Home Remedies for Migraine Relief and Prevention
Find out which alternative home remedies for migraines are worth ditching your medication for.
Home Remedies for Migraine Headache
If you get migraines, then you know they feel like hell on earth. They can bring throbbing pain, vomiting, and nausea—so much more than a headache. To make matters worse, they don’t have a known cause or cure.
While medication is one option for migraine prevention and relief, there are steps you can take at home that might help, too. Some people who get migraines rely solely on home remedies and lifestyle adjustments, while others use them as a complement to medication. For some, cutting back on medication use can also mean avoiding medication overuse headaches, which can be caused by regular, long-term use of pain relievers.
While there are many methods for easing symptoms, a major part of migraine treatment is identifying your triggers so you can avoid future attacks. That often means keeping a headache journal to zero in on what seems to cause your symptoms—but you might need help figuring that out. "If a person is experiencing chronic migraines, even after making dietary and lifestyle changes and attempting to address the root of the problem, then it’s time to seek advice from a healthcare professional," says Josh Axe, D.C., D.N.M., C.N.S., co-founder of Ancient Nutrition. Your doctor can help you figure out whether potential nutrient deficiencies or allergens may be playing a role, and, in general, help you develop a treatment regimen that makes sense for you.

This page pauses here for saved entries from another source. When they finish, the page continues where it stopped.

//! Operator resolution of recorded conflicts.

use crate::db::{begin, finish};
use crate::error::{Error, Result};
use crate::ledger::ChangeLedger;
use crate::models::{Conflict, ConflictId, EntitySnapshot, ResolutionChoice, MAX_TAG_NAME_CHARS};

use super::text::merge_text;
use super::{ConflictRepository, MergeEngine};

/// Combine two snapshots of the same entity; the result is always live.
///
/// Timestamps come from `local`; the caller stamps the result afterwards.
pub fn merge_snapshots(local: &EntitySnapshot, remote: &EntitySnapshot) -> Result<EntitySnapshot> {
    let merged = match (local, remote) {
        (EntitySnapshot::Note(local), EntitySnapshot::Note(remote)) => {
            let mut note = local.clone();
            note.content = merge_text(&local.content, &remote.content);
            note.created_at = local.created_at.min(remote.created_at);
            note.deleted_at = None;
            EntitySnapshot::Note(note)
        }
        (EntitySnapshot::Tag(local), EntitySnapshot::Tag(remote)) => {
            let mut tag = local.clone();
            if local.name != remote.name {
                tag.name = format!("{} | {}", local.name, remote.name)
                    .chars()
                    .take(MAX_TAG_NAME_CHARS)
                    .collect::<String>()
                    .trim_end()
                    .to_string();
            }
            tag.created_at = local.created_at.min(remote.created_at);
            tag.deleted_at = None;
            EntitySnapshot::Tag(tag)
        }
        (EntitySnapshot::NoteTag(local), EntitySnapshot::NoteTag(remote)) => {
            let mut link = local.clone();
            link.created_at = local.created_at.min(remote.created_at);
            link.deleted_at = None;
            EntitySnapshot::NoteTag(link)
        }
        (EntitySnapshot::Attachment(local), EntitySnapshot::Attachment(remote)) => {
            let mut attachment = local.clone();
            attachment.summary = match (&local.summary, &remote.summary) {
                (Some(ours), Some(theirs)) if ours != theirs => Some(format!("{ours}\n\n{theirs}")),
                (Some(ours), _) => Some(ours.clone()),
                (None, theirs) => theirs.clone(),
            };
            attachment.created_at = local.created_at.min(remote.created_at);
            attachment.deleted_at = None;
            EntitySnapshot::Attachment(attachment)
        }
        _ => {
            return Err(Error::validation(
                "entity_type",
                format!(
                    "cannot merge {} with {}",
                    local.entity_type(),
                    remote.entity_type()
                ),
            ))
        }
    };
    if merged.entity_id() != remote.entity_id() {
        return Err(Error::validation(
            "entity_id",
            "snapshots belong to different entities",
        ));
    }
    merged.validate()?;
    Ok(merged)
}

impl MergeEngine<'_> {
    /// Resolve an open conflict, writing the chosen state and stamping it so
    /// the result propagates to peers on the next round.
    pub async fn resolve(&self, conflict_id: &ConflictId, choice: ResolutionChoice) -> Result<Conflict> {
        let conflicts = ConflictRepository::new(self.conn);
        let conflict = conflicts
            .get(conflict_id)
            .await?
            .ok_or_else(|| Error::NotFound(format!("conflict {conflict_id}")))?;
        if !conflict.status.is_open() {
            return Err(Error::ConflictResolved(conflict_id.to_string()));
        }

        begin(self.conn).await?;
        let result = self.write_resolution(&conflict, choice).await;
        finish(self.conn, result).await?;

        tracing::info!(
            conflict_id = %conflict_id,
            entity_type = %conflict.entity_type,
            entity_id = %conflict.entity_id,
            choice = ?choice,
            "Resolved sync conflict"
        );
        conflicts
            .get(conflict_id)
            .await?
            .ok_or_else(|| Error::NotFound(format!("conflict {conflict_id}")))
    }

    async fn write_resolution(&self, conflict: &Conflict, choice: ResolutionChoice) -> Result<()> {
        let ledger = ChangeLedger::new(self.conn);
        let current = ledger
            .load(conflict.entity_type, &conflict.entity_id)
            .await?
            .unwrap_or_else(|| conflict.local_snapshot.clone());

        let resolved = match choice {
            ResolutionChoice::Local => current,
            ResolutionChoice::Remote => conflict.remote_snapshot.clone(),
            ResolutionChoice::Merge => merge_snapshots(&current, &conflict.remote_snapshot)?,
        };
        if let Some(reason) = self.check_references(&resolved).await? {
            return Err(Error::validation("resolution", reason));
        }

        ledger.write(&resolved).await?;
        ledger
            .record_touch(conflict.entity_type, &conflict.entity_id)
            .await?;
        ConflictRepository::new(self.conn)
            .mark_resolved(&conflict.id, choice.resulting_status())
            .await
    }
}

#[cfg(test)]
mod tests {
    use super::*;
    use crate::db::Database;
    use crate::merge::MergeContext;
    use crate::models::{
        Attachment, ChangeRecord, ConflictStatus, EntityType, Note, NoteId, NoteTag, Tag, TagId,
    };
    use pretty_assertions::assert_eq;

    async fn conflicted_note(db: &Database) -> (Note, ConflictId) {
        let ledger = ChangeLedger::new(db.connection());
        let local = Note {
            id: NoteId::new(),
            content: "shared\nlocal".into(),
            created_at: 1,
            modified_at: 30,
            deleted_at: None,
        };
        ledger.write(&EntitySnapshot::Note(local.clone())).await.unwrap();

        let mut remote = local.clone();
        remote.content = "shared\nremote".into();
        remote.modified_at = 40;
        MergeEngine::new(db.connection())
            .apply_batch(
                vec![ChangeRecord::new(EntitySnapshot::Note(remote), None)],
                &MergeContext {
                    watermark: Some(20),
                    ..MergeContext::default()
                },
            )
            .await
            .unwrap();

        let conflicts = ConflictRepository::new(db.connection()).list(false).await.unwrap();
        assert_eq!(conflicts.len(), 1);
        (local, conflicts[0].id)
    }

    async fn stored_note(db: &Database, id: &NoteId) -> Note {
        match ChangeLedger::new(db.connection())
            .load(EntityType::Note, &id.to_string())
            .await
            .unwrap()
        {
            Some(EntitySnapshot::Note(note)) => note,
            other => panic!("expected note, got {other:?}"),
        }
    }

    #[tokio::test(flavor = "multi_thread")]
    async fn resolve_local_keeps_content_and_touches() {
        let db = Database::open_in_memory().await.unwrap();
        let (local, conflict_id) = conflicted_note(&db).await;

        let conflict = MergeEngine::new(db.connection())
            .resolve(&conflict_id, ResolutionChoice::Local)
            .await
            .unwrap();
        assert_eq!(conflict.status, ConflictStatus::ResolvedLocal);

        let stored = stored_note(&db, &local.id).await;
        assert_eq!(stored.content, "shared\nlocal");
        assert!(stored.modified_at > local.modified_at);
    }

    #[tokio::test(flavor = "multi_thread")]
    async fn resolve_remote_overwrites() {
        let db = Database::open_in_memory().await.unwrap();
        let (local, conflict_id) = conflicted_note(&db).await;

        MergeEngine::new(db.connection())
            .resolve(&conflict_id, ResolutionChoice::Remote)
            .await
            .unwrap();
        assert_eq!(stored_note(&db, &local.id).await.content, "shared\nremote");
    }

    #[tokio::test(flavor = "multi_thread")]
    async fn resolve_merge_marks_both_sides() {
        let db = Database::open_in_memory().await.unwrap();
        let (local, conflict_id) = conflicted_note(&db).await;

        let conflict = MergeEngine::new(db.connection())
            .resolve(&conflict_id, ResolutionChoice::Merge)
            .await
            .unwrap();
        assert_eq!(conflict.status, ConflictStatus::ResolvedMerge);
        assert_eq!(
            stored_note(&db, &local.id).await.content,
            "shared\n<<<<<<< LOCAL\nlocal\n=======\nremote\n>>>>>>> REMOTE"
        );
    }

    #[tokio::test(flavor = "multi_thread")]
    async fn resolving_twice_is_an_error() {
        let db = Database::open_in_memory().await.unwrap();
        let (_, conflict_id) = conflicted_note(&db).await;
        let engine = MergeEngine::new(db.connection());

        engine
            .resolve(&conflict_id, ResolutionChoice::Local)
            .await
            .unwrap();
        let again = engine.resolve(&conflict_id, ResolutionChoice::Remote).await;
        assert!(matches!(again, Err(Error::ConflictResolved(_))));

        let missing = engine
            .resolve(&ConflictId::new(), ResolutionChoice::Local)
            .await;
        assert!(matches!(missing, Err(Error::NotFound(_))));
    }

    #[test]
    fn merge_tag_joins_names_under_local_parent() {
        let parent = TagId::new();
        let local = Tag::new("work", Some(parent)).unwrap();
        let mut remote = local.clone();
        remote.name = "job".into();
        remote.parent_id = None;
        remote.deleted_at = Some(5);

        match merge_snapshots(&EntitySnapshot::Tag(local), &EntitySnapshot::Tag(remote)).unwrap() {
            EntitySnapshot::Tag(tag) => {
                assert_eq!(tag.name, "work | job");
                assert_eq!(tag.parent_id, Some(parent));
                assert!(!tag.is_deleted());
            }
            other => panic!("unexpected {other:?}"),
        }
    }

    #[test]
    fn merge_note_tag_is_a_union() {
        let mut local = NoteTag::new(NoteId::new(), TagId::new());
        local.deleted_at = Some(10);
        let remote = local.clone();

        let merged =
            merge_snapshots(&EntitySnapshot::NoteTag(local), &EntitySnapshot::NoteTag(remote))
                .unwrap();
        assert!(!merged.is_deleted());
    }

    #[test]
    fn merge_attachment_joins_summaries() {
        let local =
            Attachment::new(NoteId::new(), "memo.m4a", "audio/mp4", 10, Some("ours".into()))
                .unwrap();
        let mut remote = local.clone();
        remote.summary = Some("theirs".into());
        remote.filename = "renamed.m4a".into();

        match merge_snapshots(
            &EntitySnapshot::Attachment(local),
            &EntitySnapshot::Attachment(remote),
        )
        .unwrap()
        {
            EntitySnapshot::Attachment(attachment) => {
                assert_eq!(attachment.filename, "memo.m4a");
                assert_eq!(attachment.summary.as_deref(), Some("ours\n\ntheirs"));
            }
            other => panic!("unexpected {other:?}"),
        }
    }

    #[test]
    fn merge_rejects_mismatched_types() {
        let note = EntitySnapshot::Note(Note::new("n").unwrap());
        let tag = EntitySnapshot::Tag(Tag::new("t", None).unwrap());
        assert!(merge_snapshots(&note, &tag).is_err());
    }
}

With that in mind, if you're interested in trying home remedies for migraine prevention and relief, here are some of the best options.
Healthy fats, FTW. "Research suggests that omega-3 supplements may help to reduce severity and frequency of migraine symptoms," says Dr. Axe. The reason: Omega-3s help decrease inflammation, and people who get migraines tend to have hyperactive neurons that can be triggered by inflammation.
Those occasional late-night scrolls on your phone might be doing more damage than you realize. "A lack of sleep contributes to increased inflammation and altered hormone levels," explains Dr. Axe. Both are common migraine triggers, he says. "Stick to getting seven to nine hours of sleep per night and try to keep a sleep schedule, meaning you go to sleep and wake up around the same time every day," he advises.
Hey, even if it doesn't end up having an effect on your migraines, there are plenty of other good reasons to practice healthy sleep habits.
Considering the importance of sleep for migraine prevention, it probably won't surprise you that magnesium—which some people take to promote quality sleep—is another migraine relief home remedy. "Magnesium is involved in neurotransmitter function and blood circulation, plus it works to release pain-reducing hormones," explains Dr. Axe. "It's often used to relieve migraine pain and promote restful sleep that's crucial for keeping the body in balance."
"Stress can trigger migraines and make the pain worse," says Dr. Axe. "Both physical and emotional stress can affect your blood flow, contributing to the expansion and contraction of blood vessels that reach your head," which can then result in more migraine pain.
Ideally, you'd cut out any major stressors in your life. But, obviously, some sources of stress are unavoidable. A more realistic approach: Develop some go-to strategies and lifestyle habits that help you manage your stress levels on a regular basis, such as a daily meditation practice. Multiple small-scale studies suggest that practicing a type of meditation called mindfulness-based stress reduction (MBSR) might help reduce the frequency and severity of migraines.
Yet another reason not to bail on that workout class you scheduled for today: Incorporating regular physical activity is one of the best ways to avoid chronic inflammation and, in turn, help prevent migraines, says Dr. Axe.
Specifically, yoga may be an especially helpful migraine relief home remedy. In one recent study, published in Neurology, one group of people with chronic migraines took medication while another took medication and practiced yoga as a complementary treatment. For three months, the subjects logged the frequency and pain intensity of their migraines and the degree to which their migraines interfered with daily life. Both groups showed improvement after three months, but the yoga group showed significantly more improvement than the other group across measures of migraine pain intensity and frequency.
More here: Can Yoga Really Help Treat a Migraine?
It might be time to finally hop on the essential oils bandwagon. "Using some essential oils topically may help to alleviate migraine pain," says Dr. Axe.
He suggests peppermint, which "has invigorating, pain-reducing and anti-inflammatory properties,” and lavender, which "works to ease muscular tension and stress." A migraine relief home remedy that doubles as an at-home spa moment? Win-win.